WHAT IS NEEDED> Beginning at the top of the data below, write out every line exactly until you reach the line with "pub mod repository;", and include that line.

EXCERPTED DATA>
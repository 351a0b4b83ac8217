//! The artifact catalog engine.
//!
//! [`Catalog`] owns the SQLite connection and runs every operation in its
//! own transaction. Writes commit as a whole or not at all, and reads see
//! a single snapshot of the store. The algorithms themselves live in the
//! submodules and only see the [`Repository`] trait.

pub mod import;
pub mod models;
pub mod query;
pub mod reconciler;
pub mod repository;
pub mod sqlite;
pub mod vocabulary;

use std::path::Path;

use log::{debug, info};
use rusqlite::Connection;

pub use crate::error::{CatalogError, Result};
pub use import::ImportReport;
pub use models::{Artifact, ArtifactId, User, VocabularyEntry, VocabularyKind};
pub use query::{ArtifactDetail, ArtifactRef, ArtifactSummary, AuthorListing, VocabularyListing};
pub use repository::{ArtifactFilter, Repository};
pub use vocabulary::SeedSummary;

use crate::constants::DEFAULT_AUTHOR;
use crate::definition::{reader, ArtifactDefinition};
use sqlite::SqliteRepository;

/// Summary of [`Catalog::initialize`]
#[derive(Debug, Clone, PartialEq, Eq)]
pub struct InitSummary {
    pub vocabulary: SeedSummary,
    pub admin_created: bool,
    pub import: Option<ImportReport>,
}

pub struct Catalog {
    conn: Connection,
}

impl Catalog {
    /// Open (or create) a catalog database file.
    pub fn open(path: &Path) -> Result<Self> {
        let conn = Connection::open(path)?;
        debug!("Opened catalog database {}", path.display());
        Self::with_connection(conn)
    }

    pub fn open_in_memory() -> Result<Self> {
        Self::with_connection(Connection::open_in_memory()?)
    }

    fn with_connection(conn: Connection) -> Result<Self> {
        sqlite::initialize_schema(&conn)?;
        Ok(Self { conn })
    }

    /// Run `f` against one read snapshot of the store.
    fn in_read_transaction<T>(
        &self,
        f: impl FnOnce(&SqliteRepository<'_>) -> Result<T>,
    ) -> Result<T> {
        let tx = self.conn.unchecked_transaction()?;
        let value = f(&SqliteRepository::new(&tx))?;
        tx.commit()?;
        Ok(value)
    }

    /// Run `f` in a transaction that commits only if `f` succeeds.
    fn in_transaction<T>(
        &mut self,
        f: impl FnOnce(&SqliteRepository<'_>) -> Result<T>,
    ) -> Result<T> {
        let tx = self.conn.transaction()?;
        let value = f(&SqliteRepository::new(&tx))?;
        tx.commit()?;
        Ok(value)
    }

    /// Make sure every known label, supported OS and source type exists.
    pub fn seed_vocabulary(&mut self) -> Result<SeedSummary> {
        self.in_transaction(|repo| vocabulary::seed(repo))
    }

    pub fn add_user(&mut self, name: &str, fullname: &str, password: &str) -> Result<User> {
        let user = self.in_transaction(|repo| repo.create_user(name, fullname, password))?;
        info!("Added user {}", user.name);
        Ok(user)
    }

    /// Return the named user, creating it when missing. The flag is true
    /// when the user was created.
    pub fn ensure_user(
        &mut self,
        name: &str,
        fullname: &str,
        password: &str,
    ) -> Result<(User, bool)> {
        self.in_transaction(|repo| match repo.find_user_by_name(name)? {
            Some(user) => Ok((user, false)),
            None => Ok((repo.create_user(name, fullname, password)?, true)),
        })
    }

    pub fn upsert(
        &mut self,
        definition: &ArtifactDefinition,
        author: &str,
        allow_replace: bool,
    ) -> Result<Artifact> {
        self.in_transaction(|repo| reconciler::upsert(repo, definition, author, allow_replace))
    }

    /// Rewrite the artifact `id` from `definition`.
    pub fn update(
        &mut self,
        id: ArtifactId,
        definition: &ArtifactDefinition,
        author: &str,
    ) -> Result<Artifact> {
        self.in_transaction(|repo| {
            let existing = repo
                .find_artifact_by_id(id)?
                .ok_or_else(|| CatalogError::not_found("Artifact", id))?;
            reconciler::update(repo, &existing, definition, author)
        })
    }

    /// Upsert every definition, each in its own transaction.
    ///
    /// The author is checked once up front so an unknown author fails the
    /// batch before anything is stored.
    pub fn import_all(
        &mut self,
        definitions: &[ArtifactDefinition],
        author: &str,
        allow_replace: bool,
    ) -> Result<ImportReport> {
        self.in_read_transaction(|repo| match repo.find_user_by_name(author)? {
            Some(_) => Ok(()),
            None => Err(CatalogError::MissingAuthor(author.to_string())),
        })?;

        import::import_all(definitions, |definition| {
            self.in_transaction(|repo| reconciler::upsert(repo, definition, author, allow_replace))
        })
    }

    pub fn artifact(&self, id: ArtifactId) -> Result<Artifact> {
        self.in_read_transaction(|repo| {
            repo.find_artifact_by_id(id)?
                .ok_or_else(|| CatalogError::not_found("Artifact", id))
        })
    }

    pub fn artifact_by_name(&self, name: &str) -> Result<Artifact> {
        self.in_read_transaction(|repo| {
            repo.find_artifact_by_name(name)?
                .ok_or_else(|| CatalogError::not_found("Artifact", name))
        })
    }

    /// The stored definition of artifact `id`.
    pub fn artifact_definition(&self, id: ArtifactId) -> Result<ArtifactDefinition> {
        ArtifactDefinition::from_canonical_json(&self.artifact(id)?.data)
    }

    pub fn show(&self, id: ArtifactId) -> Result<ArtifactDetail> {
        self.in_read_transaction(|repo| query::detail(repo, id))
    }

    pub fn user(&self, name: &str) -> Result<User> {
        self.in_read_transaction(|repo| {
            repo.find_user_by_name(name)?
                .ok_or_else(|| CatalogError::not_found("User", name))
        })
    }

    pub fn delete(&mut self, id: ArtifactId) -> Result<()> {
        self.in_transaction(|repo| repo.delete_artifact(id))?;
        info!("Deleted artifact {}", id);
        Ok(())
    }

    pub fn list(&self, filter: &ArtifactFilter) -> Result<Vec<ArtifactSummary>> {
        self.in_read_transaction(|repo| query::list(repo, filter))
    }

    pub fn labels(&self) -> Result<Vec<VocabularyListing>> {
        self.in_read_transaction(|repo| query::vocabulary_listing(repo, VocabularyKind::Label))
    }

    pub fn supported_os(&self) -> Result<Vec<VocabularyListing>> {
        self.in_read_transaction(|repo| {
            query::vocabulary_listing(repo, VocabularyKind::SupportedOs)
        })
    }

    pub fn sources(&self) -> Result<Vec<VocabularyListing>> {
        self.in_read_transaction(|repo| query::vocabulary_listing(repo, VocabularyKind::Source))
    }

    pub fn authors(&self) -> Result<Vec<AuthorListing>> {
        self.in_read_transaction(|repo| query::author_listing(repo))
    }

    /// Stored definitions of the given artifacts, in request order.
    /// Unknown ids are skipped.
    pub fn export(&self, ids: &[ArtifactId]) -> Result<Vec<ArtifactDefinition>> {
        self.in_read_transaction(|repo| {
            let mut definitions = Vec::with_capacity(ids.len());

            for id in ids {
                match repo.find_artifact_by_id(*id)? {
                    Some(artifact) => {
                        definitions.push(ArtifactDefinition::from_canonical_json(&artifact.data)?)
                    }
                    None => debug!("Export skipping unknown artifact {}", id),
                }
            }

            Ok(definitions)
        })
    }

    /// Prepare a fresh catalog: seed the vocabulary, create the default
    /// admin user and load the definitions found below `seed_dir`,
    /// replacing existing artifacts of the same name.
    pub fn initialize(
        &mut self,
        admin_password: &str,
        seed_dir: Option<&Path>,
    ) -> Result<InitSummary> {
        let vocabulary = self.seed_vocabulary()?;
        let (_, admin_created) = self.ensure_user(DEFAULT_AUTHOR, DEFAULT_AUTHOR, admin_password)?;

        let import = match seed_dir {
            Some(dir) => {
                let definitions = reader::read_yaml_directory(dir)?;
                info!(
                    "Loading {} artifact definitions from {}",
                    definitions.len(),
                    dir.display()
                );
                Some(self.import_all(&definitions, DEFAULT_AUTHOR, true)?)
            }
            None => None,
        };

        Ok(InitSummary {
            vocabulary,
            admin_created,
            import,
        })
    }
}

TASK RESPONSE>
repository 351a0b4b83ac8217
//! The artifact catalog engine.
//!
//! [`Catalog`] owns the SQLite connection and runs every operation in its
//! own transaction. Writes commit as a whole or not at all, and reads see
//! a single snapshot of the store. The algorithms themselves live in the
//! submodules and only see the [`Repository`] trait.

pub mod import;
pub mod models;
pub mod query;
pub mod reconciler;
pub mod repository;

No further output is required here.